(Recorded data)
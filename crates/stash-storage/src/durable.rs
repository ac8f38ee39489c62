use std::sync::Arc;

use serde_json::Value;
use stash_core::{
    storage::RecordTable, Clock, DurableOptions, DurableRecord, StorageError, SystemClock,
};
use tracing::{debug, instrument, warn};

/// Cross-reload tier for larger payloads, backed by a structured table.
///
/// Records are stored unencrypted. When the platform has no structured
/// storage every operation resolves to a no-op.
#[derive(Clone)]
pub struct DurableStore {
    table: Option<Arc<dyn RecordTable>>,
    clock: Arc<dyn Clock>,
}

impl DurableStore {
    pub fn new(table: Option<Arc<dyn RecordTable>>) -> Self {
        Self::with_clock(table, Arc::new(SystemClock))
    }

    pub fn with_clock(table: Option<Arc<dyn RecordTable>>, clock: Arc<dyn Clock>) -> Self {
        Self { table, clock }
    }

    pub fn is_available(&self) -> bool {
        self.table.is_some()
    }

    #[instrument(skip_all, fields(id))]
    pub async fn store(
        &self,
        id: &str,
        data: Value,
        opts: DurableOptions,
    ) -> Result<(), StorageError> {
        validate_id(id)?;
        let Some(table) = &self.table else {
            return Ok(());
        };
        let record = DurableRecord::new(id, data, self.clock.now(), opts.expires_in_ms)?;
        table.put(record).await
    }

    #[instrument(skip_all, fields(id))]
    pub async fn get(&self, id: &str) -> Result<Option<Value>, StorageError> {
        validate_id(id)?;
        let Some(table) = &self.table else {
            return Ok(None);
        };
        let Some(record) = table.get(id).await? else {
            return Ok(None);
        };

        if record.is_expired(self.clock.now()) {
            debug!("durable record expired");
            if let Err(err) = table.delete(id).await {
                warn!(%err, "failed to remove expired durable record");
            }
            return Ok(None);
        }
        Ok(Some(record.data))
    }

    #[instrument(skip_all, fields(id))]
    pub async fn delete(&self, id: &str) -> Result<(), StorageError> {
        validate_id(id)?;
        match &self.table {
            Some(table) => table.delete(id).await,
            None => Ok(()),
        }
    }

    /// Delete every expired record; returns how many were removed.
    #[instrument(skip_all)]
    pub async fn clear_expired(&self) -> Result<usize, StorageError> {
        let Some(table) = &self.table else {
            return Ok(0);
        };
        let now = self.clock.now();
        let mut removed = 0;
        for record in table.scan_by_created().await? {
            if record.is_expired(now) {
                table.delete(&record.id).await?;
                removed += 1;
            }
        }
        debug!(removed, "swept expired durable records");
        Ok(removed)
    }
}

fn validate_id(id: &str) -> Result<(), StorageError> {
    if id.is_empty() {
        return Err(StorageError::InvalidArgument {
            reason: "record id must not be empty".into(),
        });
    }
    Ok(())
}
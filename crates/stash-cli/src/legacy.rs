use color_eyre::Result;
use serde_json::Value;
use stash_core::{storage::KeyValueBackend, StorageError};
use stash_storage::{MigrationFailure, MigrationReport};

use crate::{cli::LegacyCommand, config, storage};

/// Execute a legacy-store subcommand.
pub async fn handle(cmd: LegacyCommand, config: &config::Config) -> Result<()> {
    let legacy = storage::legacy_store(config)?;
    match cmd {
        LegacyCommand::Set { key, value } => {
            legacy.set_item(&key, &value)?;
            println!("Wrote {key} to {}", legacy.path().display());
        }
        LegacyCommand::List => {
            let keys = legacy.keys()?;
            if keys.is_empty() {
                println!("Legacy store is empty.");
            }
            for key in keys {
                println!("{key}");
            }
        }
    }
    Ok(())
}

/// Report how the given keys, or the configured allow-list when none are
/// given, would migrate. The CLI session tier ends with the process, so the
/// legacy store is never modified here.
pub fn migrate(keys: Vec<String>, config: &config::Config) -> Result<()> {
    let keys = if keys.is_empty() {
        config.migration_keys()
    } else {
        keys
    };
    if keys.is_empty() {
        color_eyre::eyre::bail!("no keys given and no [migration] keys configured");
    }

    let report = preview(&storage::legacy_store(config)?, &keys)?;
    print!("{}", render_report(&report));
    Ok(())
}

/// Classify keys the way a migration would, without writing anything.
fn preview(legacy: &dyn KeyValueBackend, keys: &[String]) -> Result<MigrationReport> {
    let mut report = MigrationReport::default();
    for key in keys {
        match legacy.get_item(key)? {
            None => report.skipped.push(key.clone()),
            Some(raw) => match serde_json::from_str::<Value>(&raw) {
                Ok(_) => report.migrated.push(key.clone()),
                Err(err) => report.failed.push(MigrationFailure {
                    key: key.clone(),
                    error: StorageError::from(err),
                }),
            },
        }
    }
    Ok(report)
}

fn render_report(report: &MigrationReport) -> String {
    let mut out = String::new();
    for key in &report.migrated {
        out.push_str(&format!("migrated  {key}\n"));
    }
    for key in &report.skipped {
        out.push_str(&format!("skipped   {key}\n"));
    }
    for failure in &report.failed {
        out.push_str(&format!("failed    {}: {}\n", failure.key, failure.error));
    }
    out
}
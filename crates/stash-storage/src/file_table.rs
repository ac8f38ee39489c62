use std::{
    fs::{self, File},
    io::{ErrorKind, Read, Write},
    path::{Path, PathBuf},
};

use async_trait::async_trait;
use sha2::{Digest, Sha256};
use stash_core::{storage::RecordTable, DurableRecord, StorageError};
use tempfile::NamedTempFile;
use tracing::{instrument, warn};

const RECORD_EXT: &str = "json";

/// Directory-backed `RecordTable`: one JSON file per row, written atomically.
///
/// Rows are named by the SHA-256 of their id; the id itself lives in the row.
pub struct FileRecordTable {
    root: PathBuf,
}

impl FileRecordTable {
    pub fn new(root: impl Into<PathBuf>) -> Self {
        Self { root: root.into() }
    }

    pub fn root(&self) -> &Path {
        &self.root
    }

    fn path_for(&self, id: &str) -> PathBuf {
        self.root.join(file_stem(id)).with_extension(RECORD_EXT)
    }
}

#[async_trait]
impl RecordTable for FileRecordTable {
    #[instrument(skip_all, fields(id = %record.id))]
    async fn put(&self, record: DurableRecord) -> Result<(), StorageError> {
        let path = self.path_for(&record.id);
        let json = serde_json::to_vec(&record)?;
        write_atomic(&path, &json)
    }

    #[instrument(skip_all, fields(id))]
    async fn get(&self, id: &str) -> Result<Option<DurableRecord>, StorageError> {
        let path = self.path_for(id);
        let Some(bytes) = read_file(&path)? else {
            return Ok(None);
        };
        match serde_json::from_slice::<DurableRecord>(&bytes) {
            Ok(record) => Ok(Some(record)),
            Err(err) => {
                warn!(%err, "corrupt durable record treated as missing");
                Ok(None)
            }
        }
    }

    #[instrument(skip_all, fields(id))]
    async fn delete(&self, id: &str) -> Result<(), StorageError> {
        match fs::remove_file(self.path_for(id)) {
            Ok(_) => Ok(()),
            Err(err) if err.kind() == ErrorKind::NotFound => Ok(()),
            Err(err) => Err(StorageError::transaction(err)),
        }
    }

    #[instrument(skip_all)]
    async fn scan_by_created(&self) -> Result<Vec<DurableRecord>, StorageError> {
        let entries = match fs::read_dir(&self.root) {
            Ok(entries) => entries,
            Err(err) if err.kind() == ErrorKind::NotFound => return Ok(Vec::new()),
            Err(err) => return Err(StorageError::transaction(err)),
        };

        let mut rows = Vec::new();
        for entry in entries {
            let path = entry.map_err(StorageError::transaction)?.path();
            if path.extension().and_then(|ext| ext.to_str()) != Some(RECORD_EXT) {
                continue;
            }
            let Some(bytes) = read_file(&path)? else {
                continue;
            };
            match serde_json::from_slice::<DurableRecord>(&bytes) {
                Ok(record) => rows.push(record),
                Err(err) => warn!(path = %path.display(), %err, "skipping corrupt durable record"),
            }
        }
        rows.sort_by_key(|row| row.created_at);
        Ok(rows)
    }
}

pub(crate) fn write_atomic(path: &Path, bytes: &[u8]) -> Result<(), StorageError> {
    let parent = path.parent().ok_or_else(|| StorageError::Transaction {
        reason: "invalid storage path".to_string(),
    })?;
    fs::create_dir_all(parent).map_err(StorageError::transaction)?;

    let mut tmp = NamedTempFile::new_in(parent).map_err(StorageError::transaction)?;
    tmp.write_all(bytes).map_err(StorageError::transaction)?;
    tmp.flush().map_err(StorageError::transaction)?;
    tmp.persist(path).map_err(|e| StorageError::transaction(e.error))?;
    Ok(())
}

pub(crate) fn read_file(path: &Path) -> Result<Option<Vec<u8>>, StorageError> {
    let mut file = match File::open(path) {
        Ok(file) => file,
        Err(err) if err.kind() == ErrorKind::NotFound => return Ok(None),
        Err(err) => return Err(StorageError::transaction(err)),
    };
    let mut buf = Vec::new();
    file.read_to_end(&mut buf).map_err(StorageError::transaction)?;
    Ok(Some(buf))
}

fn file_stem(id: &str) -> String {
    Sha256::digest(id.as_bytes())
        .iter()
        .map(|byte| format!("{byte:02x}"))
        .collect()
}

* WHAT IS EXPECTED
What is asked for is an exact copy of the lines above from the one containing "let mut removed = 0;" through the one containing "filename crates/stash-cli/src/legacy.rs", and only those.

* ANSWER TO THIS TASK
        let mut removed = 0;
        for record in table.scan_by_created().await? {
            if record.is_expired(now) {
                table.delete(&record.id).await?;
                removed += 1;
            }
        }
        debug!(removed, "swept expired durable records");
        Ok(removed)
    }
}

fn validate_id(id: &str) -> Result<(), StorageError> {
    if id.is_empty() {
        return Err(StorageError::InvalidArgument {
            reason: "record id must not be empty".into(),
        });
    }
    Ok(())
}
filename crates/stash-cli/src/legacy.rs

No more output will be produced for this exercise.